En forte augmentation
En France, qui connaît plusieurs régions favorables aux tornades – notamment les plaines des Hauts-de-France et de Champagne, le Languedoc et la Côte d’Azur – plus de 525 événements ont été recensés depuis 1680, dont une centaine de F2 et plus, selon un décompte établi en 2013 par Jean Dessens et son collègue François Paul.
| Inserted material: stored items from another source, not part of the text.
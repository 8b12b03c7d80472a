// Copyright 2019 The Grin Developers
//
// Licensed under the Apache License, Version 2.0 (the "License");
// you may not use this file except in compliance with the License.
// You may obtain a copy of the License at
//
//     http://www.apache.org/licenses/LICENSE-2.0
//
// Unless required by applicable law or agreed to in writing, software
// distributed under the License is distributed on an "AS IS" BASIS,
// WITHOUT WARRANTIES OR CONDITIONS OF ANY KIND, either express or implied.
// See the License for the specific language governing permissions and
// limitations under the License.

//! Two-level Shamir's Secret Sharing for Mnemonic Codes (SLIP-0039).
//!
//! A master secret is optionally encrypted with a passphrase, split into
//! group shares, and each group share split again into member shares; every
//! member share serializes to a checksummed mnemonic sentence over a
//! 1024-word dictionary. Reconstruction needs a threshold of members inside
//! a threshold of groups.
//!
//! The crate is the computational core only: callers supply the random
//! source ([`rand::RngCore`]) and the dictionary ([`WordList`]); command
//! line handling, word-list loading and persistence live elsewhere.

#[macro_use]
extern crate lazy_static;

mod config;
mod error;
pub mod field;
mod shamir;
pub mod util;
mod wordlist;

pub use crate::config::SchemeConfig;
pub use crate::error::{Error, ErrorKind};
pub use crate::shamir::{
	combine_mnemonics, combine_shares, generate_mnemonics, generate_mnemonics_random, GroupShare,
	Share, SharePoint, Splitter,
};
pub use crate::wordlist::WordList;
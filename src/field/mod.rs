// Copyright 2019 The Grin Developers
//
// Licensed under the Apache License, Version 2.0 (the "License");
// you may not use this file except in compliance with the License.
// You may obtain a copy of the License at
//
//     http://www.apache.org/licenses/LICENSE-2.0
//
// Unless required by applicable law or agreed to in writing, software
// distributed under the License is distributed on an "AS IS" BASIS,
// WITHOUT WARRANTIES OR CONDITIONS OF ANY KIND, either express or implied.
// See the License for the specific language governing permissions and
// limitations under the License.

//! GF(256) arithmetic and polynomial interpolation

pub mod gf256;
pub mod lagrange;
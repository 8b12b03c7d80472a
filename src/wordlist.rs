// Copyright 2019 The Grin Developers
//
// Licensed under the Apache License, Version 2.0 (the "License");
// you may not use this file except in compliance with the License.
// You may obtain a copy of the License at
//
//     http://www.apache.org/licenses/LICENSE-2.0
//
// Unless required by applicable law or agreed to in writing, software
// distributed under the License is distributed on an "AS IS" BASIS,
// WITHOUT WARRANTIES OR CONDITIONS OF ANY KIND, either express or implied.
// See the License for the specific language governing permissions and
// limitations under the License.

//! Word to index codec over a caller-supplied dictionary. Loading the
//! dictionary itself (from file, embedded asset, ...) is the caller's
//! concern; this module only enforces the 1024-entry contract.

use std::collections::HashMap;

use crate::config::SchemeConfig;
use crate::error::{Error, ErrorKind};

/// An ordered 1024-entry list of lowercase words and its inverse mapping
#[derive(Debug, Clone, PartialEq, Eq)]
pub struct WordList {
	words: Vec<String>,
	indices: HashMap<String, u16>,
}

impl WordList {
	/// Build a word list from any ordered word source. The list must hold
	/// exactly 1024 entries.
	pub fn new<I, S>(words: I) -> Result<WordList, Error>
	where
		I: IntoIterator<Item = S>,
		S: Into<String>,
	{
		let config = SchemeConfig::new();
		let words: Vec<String> = words.into_iter().map(|w| w.into()).collect();
		if words.len() != config.radix as usize {
			return Err(ErrorKind::InvalidWordList(config.radix as usize, words.len()))?;
		}
		let indices = words
			.iter()
			.enumerate()
			.map(|(i, w)| (w.clone(), i as u16))
			.collect();
		Ok(WordList { words, indices })
	}

	/// The word at the given index. Indices come from 10-bit fields and
	/// are always in range.
	pub fn word(&self, index: u16) -> &str {
		&self.words[index as usize]
	}

	/// The index of a word
	pub fn index_of(&self, word: &str) -> Result<u16, Error> {
		match self.indices.get(word) {
			Some(i) => Ok(*i),
			None => Err(ErrorKind::UnknownWord(word.to_owned()))?,
		}
	}

	/// Resolve a whitespace-separated sentence to word indices, folding
	/// each token to lowercase
	pub fn words_to_indices(&self, sentence: &str) -> Result<Vec<u16>, Error> {
		sentence
			.split_ascii_whitespace()
			.map(|token| self.index_of(&token.to_lowercase()))
			.collect()
	}

	/// Render word indices as a space-joined sentence
	pub fn indices_to_words(&self, indices: &[u16]) -> String {
		indices
			.iter()
			.map(|i| self.word(*i))
			.collect::<Vec<_>>()
			.join(" ")
	}
}

/// A deterministic stand-in dictionary for tests: 1024 distinct
/// three-letter lowercase words.
#[cfg(test)]
pub(crate) fn test_word_list() -> WordList {
	let letters = b"abcdefghijklmnopqrstuvwxyz";
	let words = (0..1024usize).map(|i| {
		format!(
			"{}{}{}",
			letters[i % 26] as char,
			letters[(i / 26) % 26] as char,
			letters[(i / 676) % 26] as char,
		)
	});
	WordList::new(words).expect("test word list is 1024 entries")
}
Des travaux qui rapportent des témoignages de vaches perchées dans les arbres, de barques, de poneys ou encore de moutons volants… Mais aussi malheureusement des décès, comme en juin 1967, où une série de huit tornades a frappé le nord de la France, puis le Benelux et l’Allemagne, tuant 15 personnes et en blessant 232 autres.
Le travail d’une équipe de l’Université de Manchester, publié en 2016, dénombre 9563 tornades sur l’Europe entre 1800 et 2014. Elle constate par ailleurs une forte augmentation de la fréquence du phénomène, probablement sous l’effet du réchauffement climatique: de huit par an jusqu’en 1850, la moyenne annuelle en Europe a grimpé à 242 pour 2000-2014. Des travaux publiés tout récemment, le 1er décembre, montrent qu’au cours des trente dernières années, l’Europe a subi quatre fois moins de petites tornades, neuf fois moins de tornades moyennes et 50 fois moins de trombes très destructrices.
Les météorologues britanniques nous ont aussi offert une information précieuse pour se prémunir des tornades: elles frappent préférentiellement entre 15h et 17h en été sur la majeure partie de l’Europe, et entre 11h et 13h sur le sud du continent. Décidément, la trombe de Trieste est bien étrange… et ces phénomènes toujours largement imprévisibles.